Like all good terror stories, we're left with questions.  Not just about what happens to the other people at the house, but of the house itself.  And what is actually going on.  Was Hill House actually haunted, or was it just a matter of a damaged and disturbed young woman?  If it's an actual haunting, why did it act the way it did?  Why did it pick on just one person?  Was it satisfied with the conclusion?  If it wasn't an actual haunting, how do you explain so many things that everyone saw?
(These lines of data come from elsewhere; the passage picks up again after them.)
/// Checks that an exam can be split at all and returns its occupancy ratio.
///
/// # Errors
///
/// In order of precedence: fewer than two rooms, no registrants, rooms of
/// unknown capacity, or an overall ratio outside `[min_ratio, max_ratio]`.
///
/// # Examples
///
/// ```
/// use u_seating::models::Room;
/// use u_seating::planner::sanity_checks;
///
/// let rooms = vec![Room::new(0, 100), Room::new(1, 100)];
/// assert_eq!(sanity_checks(&rooms, 80, 0.3, 0.5).unwrap(), 0.4);
/// assert!(sanity_checks(&rooms, 120, 0.3, 0.5).is_err());
/// ```
pub fn sanity_checks(
    rooms: &[Room],
    registrants: usize,
    min_ratio: f64,
    max_ratio: f64,
) -> Result<f64, ValidationError> {
    if rooms.len() < 2 {
        return Err(ValidationError::TooFewRooms);
    }
    if registrants == 0 {
        return Err(ValidationError::NoRegistrants);
    }
    let unknown: Vec<String> = rooms
        .iter()
        .filter(|r| !r.has_capacity())
        .map(|r| r.name().to_string())
        .collect();
    if !unknown.is_empty() {
        return Err(ValidationError::UnknownCapacity { rooms: unknown });
    }
    let ratio = registrants as f64 / total_capacity(rooms) as f64;
    if !(min_ratio..=max_ratio).contains(&ratio) {
        return Err(ValidationError::RatioOutOfRange {
            ratio,
            min: min_ratio,
            max: max_ratio,
        });
    }
    Ok(ratio)
}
Or was poor Elenore so disconnected from reality that none of this happened?  Apparently, the people behind the 1963 version of the film thought that was the case and actually talked to Shirley Jackson about it.  Jackson maintains that it's about the supernatural.  And while the author's intent is important, there is something to be said that the reader's interpretation is just as important, to that reader.  Personally, I think it's a mixture.  Or rather, that the "presence" in the house is somewhat limited in what it can do -- it actually feels like a poltergeist, what with the banging on pipes and closing doors and so on -- but it is perfectly capable of pushing a woman already on the edge over the brink.

But even with all that, we still don't know much at all.  Why was the house evil, or in the book's words, "not sane"?  What was it about the place that brought out the worst in people?  What evil lurked there, ready to tear into peoples' minds?  The book makes mention of the angles of the walls all being wrong:

It had an unbelievably faulty design which left it chillingly wrong in all its dimensions, so that the walls seemed always in one direction a fraction longer than the eye could endure, and in another direction a fraction less than the barest possible tolerable length;
 Of course, the Lovecraft fan on me latched on to this description (and other mentions of things being subtly wrong).  It spent my mind spinning about things being out of place and designed incorrectly (either intentionally or accidentally).  Like the skyscraper in Ghostbusters.  It's almost a form of sympathetic magic being done through architecture.  Like the subtle wrongness was the source of madness, and the madness fed the wrongness, until it all spiraled into oblivion.  An Ouroboros of insanity.

This is a very good story, and there's reason that it's a standard of the genre.  It is not, however, anywhere near as good as We Have Always Lived In The Castle.  Then again, there's a reason why one is considered a great novel and the other is considered her crowning achievement and masterpiece.  It would be nice if more of Jackson's stories made it to reading lists.  The Lottery is pretty standard, and continues to freak out students to this day, but it would be nice if that led people to explore more of what she's written.  You want a (somewhat) modern female author to recommend?  Give them Shirley Jackson's name.  She was a master at her craft, and even though I'm trying to scale back book purchases (and read the ones I've got), I just know that eventually I'll be buying and reading everything she produced.